TK: Who’s driving, right. And so, when there’s no other dude in the car the cost of taking an Uber anywhere becomes cheaper than owning a vehicle. Even if you wanted to go on a road trip it would be cheaper. And so, the magic there is that you basically bring the cost down below the cost of ownership for everybody, and then car ownership goes away. And of course that means safer rides, that means more environmentally friendly, that means a lot of things.

It’s an exciting vision, but even the most optimistic projections for self-driving cars put them several years into the future; today we are still served by what I’m calling Uber 1.0: cars driven by professional drivers. And, this lawsuit notwithstanding, there’s no question that Uber 1.0 is a huge success. I explained last fall why Uber was already on its way to dominating its competition with Lyft in particular, and the company has only pulled further ahead since then.

Still, Uber 1.0 is basically a better, and sometimes cheaper, taxi that is primarily used for taxi-type use cases:3 moving around urban areas, getting home from the bar, going to the airport, etc. To Uber’s credit the service’s coverage and liquidity is often far better than taxis ever were, and the convenience of hailing and paying your driver makes it viable for those who live in urban areas to get rid of their cars completely (as Megan Quinn did).

Trunks and Branches

However, as Kalanick acknowledged, this isn’t a viable option for the vast majority of people. The problem is that there are two types of driving: call them “trunk” and “branch.” The latter happens when there is a critical mass of people and destinations — basically large cities. The former, on the other hand, is about much longer trips: think commuting from a suburb to said big city. It is critical to distinguish these different types of driving behavior for two reasons:

  • The average cost/mile is likely to vary significantly. Specifically, branch (urban) driving is much more expensive due to worse gas mileage, increased wear-and-tear, and especially much higher parking costs. Trunk (commute) driving, on the other hand, likely gets better gas mileage, reduced wear-and-tear, and likely has free parking on at least one end of the trip.
  • The relative cost of identical actions varies significantly due to different trip length. For example, suppose it takes 5 minutes to find parking; if that happens at the end of a 30-minute commute, that means 14% of your total trip time is spent finding parking. On the other hand, if you have to find parking after a 10-minute trip to lunch, that means 33% of your total trip time is spent finding parking.

Given this, you can see why Uber is increasingly a viable alternative to private cars in urban areas: it’s cost-per-mile is much more competitive even as its convenience advantage increases significantly. But, on the flipside, you can also see why most can’t follow Quinn’s lead: Uber simply doesn’t work for commutes.

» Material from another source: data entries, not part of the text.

fn start_impl() -> Result<(), JsValue> {
    let win = window();
    let document = win
        .document()
        .ok_or_else(|| JsValue::from_str("Missing document"))?;
    let config = load_config(&win);

    let canvas = document
        .get_element_by_id(CANVAS_ID)
        .ok_or_else(|| JsValue::from_str("Missing canvas"))?
        .dyn_into::<HtmlCanvasElement>()?;

    let tools_button = document
        .get_element_by_id("tools-button")
        .ok_or_else(|| JsValue::from_str("Missing tools button"))?
        .dyn_into::<HtmlButtonElement>()?;

    let diagnostics = document
        .get_element_by_id("diagnostics")
        .ok_or_else(|| JsValue::from_str("Missing diagnostics"))?
        .dyn_into::<HtmlDivElement>()?;
    let diagnostics_text = document
        .get_element_by_id("diagnostics-text")
        .ok_or_else(|| JsValue::from_str("Missing diagnostics text"))?
        .dyn_into::<HtmlElement>()?;

    let ctx = context_2d(&canvas)?;
    let user_agent = win.navigator().user_agent().unwrap_or_default();

    let seed = config.seed.unwrap_or_else(|| js_sys::Date::now() as u64);
    let game = Game::new(config.clone(), seed);
    let ui = UiManager::new(&config);
    log::info!("rock field starting (seed {})", seed);

    let state = Rc::new(RefCell::new(AppState {
        ctx,
        canvas,
        diagnostics,
        diagnostics_text,
        tools_button,
        document: document.clone(),
        seed,
        game,
        ui,
        input: InputState::default(),
        clock: FrameClock::default(),
        draw_info: None,
        hud_frame_css: None,
        geometry_dirty: true,
        frame_count: 0,
        user_agent,
        last_event: "init".to_string(),
        config,
    }));

    {
        let mut state = state.borrow_mut();
        let open = state.config.debug;
        set_diagnostics_open(&mut state, open);
        update_geometry(&mut state)?;
        set_status(
            &state.document,
            &state.diagnostics_text,
            "ready",
            "Press Enter or tap to start",
        );
        let _ = update_diagnostics(&state);
    }

    let state_toggle = Rc::clone(&state);
    let toggle = Closure::wrap(Box::new(move |_event: Event| {
        let mut state = state_toggle.borrow_mut();
        state.last_event = "toggle_diagnostics".to_string();
        let open = !state.ui.debug.enabled;
        set_diagnostics_open(&mut state, open);
        let _ = update_diagnostics(&state);
    }) as Box<dyn FnMut(_)>);

    state
        .borrow()
        .tools_button
        .add_event_listener_with_callback("click", toggle.as_ref().unchecked_ref())?;
    toggle.forget();

    let state_keydown = Rc::clone(&state);
    let on_keydown = Closure::wrap(Box::new(move |event: Event| {
        let Some(key_event) = event.dyn_ref::<KeyboardEvent>() else {
            return;
        };
        let key = key_event.key();
        if InputState::is_game_key(&key) {
            event.prevent_default();
        }

        let mut st = state_keydown.borrow_mut();
        if let Some(command) = st.input.key_down(&key, key_event.repeat()) {
            apply_command(&mut st, command);
        }
    }) as Box<dyn FnMut(_)>);
    win.add_event_listener_with_callback("keydown", on_keydown.as_ref().unchecked_ref())?;
    on_keydown.forget();

    let state_keyup = Rc::clone(&state);
    let on_keyup = Closure::wrap(Box::new(move |event: Event| {
        let Some(key_event) = event.dyn_ref::<KeyboardEvent>() else {
            return;
        };
        state_keyup.borrow_mut().input.key_up(&key_event.key());
    }) as Box<dyn FnMut(_)>);
    win.add_event_listener_with_callback("keyup", on_keyup.as_ref().unchecked_ref())?;
    on_keyup.forget();

    let state_blur = Rc::clone(&state);
    let on_blur = Closure::wrap(Box::new(move |_event: Event| {
        let mut st = state_blur.borrow_mut();
        st.input.release_all();
        st.last_event = "blur".to_string();
    }) as Box<dyn FnMut(_)>);
    win.add_event_listener_with_callback("blur", on_blur.as_ref().unchecked_ref())?;
    on_blur.forget();

    let state_visibility = Rc::clone(&state);
    let on_visibility = Closure::wrap(Box::new(move |_event: Event| {
        let mut st = state_visibility.borrow_mut();
        if st.document.hidden() {
            st.game.pause();
            st.input.release_all();
            st.last_event = "hidden".to_string();
        } else {
            st.clock.reset();
            st.last_event = "visible".to_string();
        }
    }) as Box<dyn FnMut(_)>);
    document.add_event_listener_with_callback(
        "visibilitychange",
        on_visibility.as_ref().unchecked_ref(),
    )?;
    on_visibility.forget();

    let state_pointer = Rc::clone(&state);
    let on_pointerdown = Closure::wrap(Box::new(move |event: Event| {
        event.prevent_default();

        // Taps on the canvas start a run from the title or game-over screen.
        // HUD controls are siblings of the canvas and never reach this handler.
        let mut st = state_pointer.borrow_mut();
        st.last_event = "pointerdown".to_string();
        if matches!(st.game.phase(), Phase::Title | Phase::GameOver) {
            start_run(&mut st);
        }
    }) as Box<dyn FnMut(_)>);

    state
        .borrow()
        .canvas
        .add_event_listener_with_callback("pointerdown", on_pointerdown.as_ref().unchecked_ref())?;
    on_pointerdown.forget();

    let state_resize = Rc::clone(&state);
    let resize_timer_handle: Rc<RefCell<Option<i32>>> = Rc::new(RefCell::new(None));

    let state_resize_settle = Rc::clone(&state_resize);
    let resize_settle_cb: Rc<Closure<dyn FnMut()>> = Rc::new(Closure::wrap(Box::new(move || {
        let mut state = state_resize_settle.borrow_mut();
        state.last_event = "resize_settled".to_string();
        state.geometry_dirty = true;
    })
        as Box<dyn FnMut()>));

    let resize_timer_handle_ev = Rc::clone(&resize_timer_handle);
    let resize_settle_cb_ev = Rc::clone(&resize_settle_cb);
    let resize = Closure::wrap(Box::new(move |_event: Event| {
        state_resize.borrow_mut().last_event = "resize_event".to_string();

        if let Some(id) = resize_timer_handle_ev.borrow_mut().take() {
            window().clear_timeout_with_handle(id);
        }

        match window().set_timeout_with_callback_and_timeout_and_arguments_0(
            resize_settle_cb_ev.as_ref().as_ref().unchecked_ref(),
            140,
        ) {
            Ok(id) => {
                *resize_timer_handle_ev.borrow_mut() = Some(id);
            }
            Err(_) => {
                state_resize.borrow_mut().geometry_dirty = true;
            }
        }
    }) as Box<dyn FnMut(_)>);

    win.add_event_listener_with_callback("resize", resize.as_ref().unchecked_ref())?;
    resize.forget();

    let raf_holder: Rc<RefCell<Option<Closure<dyn FnMut(f64)>>>> = Rc::new(RefCell::new(None));
    let raf_next = Rc::clone(&raf_holder);
    let state_frame = Rc::clone(&state);
    *raf_holder.borrow_mut() = Some(Closure::wrap(Box::new(move |ts: f64| {
        {
            let mut st = state_frame.borrow_mut();
            if let Err(err) = frame(&mut st, ts) {
                st.last_event = format!("frame_error ({})", js_value_to_string(&err));
                log::error!("{}", st.last_event);
            }
        }

        if let Some(cb) = raf_next.borrow().as_ref() {
            let _ = window().request_animation_frame(cb.as_ref().unchecked_ref());
        }
    }) as Box<dyn FnMut(f64)>));

    if let Some(cb) = raf_holder.borrow().as_ref() {
        win.request_animation_frame(cb.as_ref().unchecked_ref())?;
    }

    Ok(())
}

Look at the commute data for the average American:4

  • The average American commutes 12.6 miles in 22.8 minutes one-way5
  • The average American works 1,789 hours a year, which translates to 224 8-hour days; 224 days X 25.2 miles per day = 5,645 miles/year6
  • Private cars (not including parking costs) cost about $0.50/mile for the average American.7 Uber, meanwhile, prices based on a combination of per-trip flat-fees, a price/mile, and a price/minute; taking a basket of cities8 the cost-per-mile for an average commute is $1.80/mile

Add it all up and commuting with a private car costs $2,823/year, while an Uber costs $10,161. However, this doesn’t include parking: the average American pays $1,300 a year for parking,9 which bumps up the cost of a private car to $4,123/year, which is still a lot less than Uber.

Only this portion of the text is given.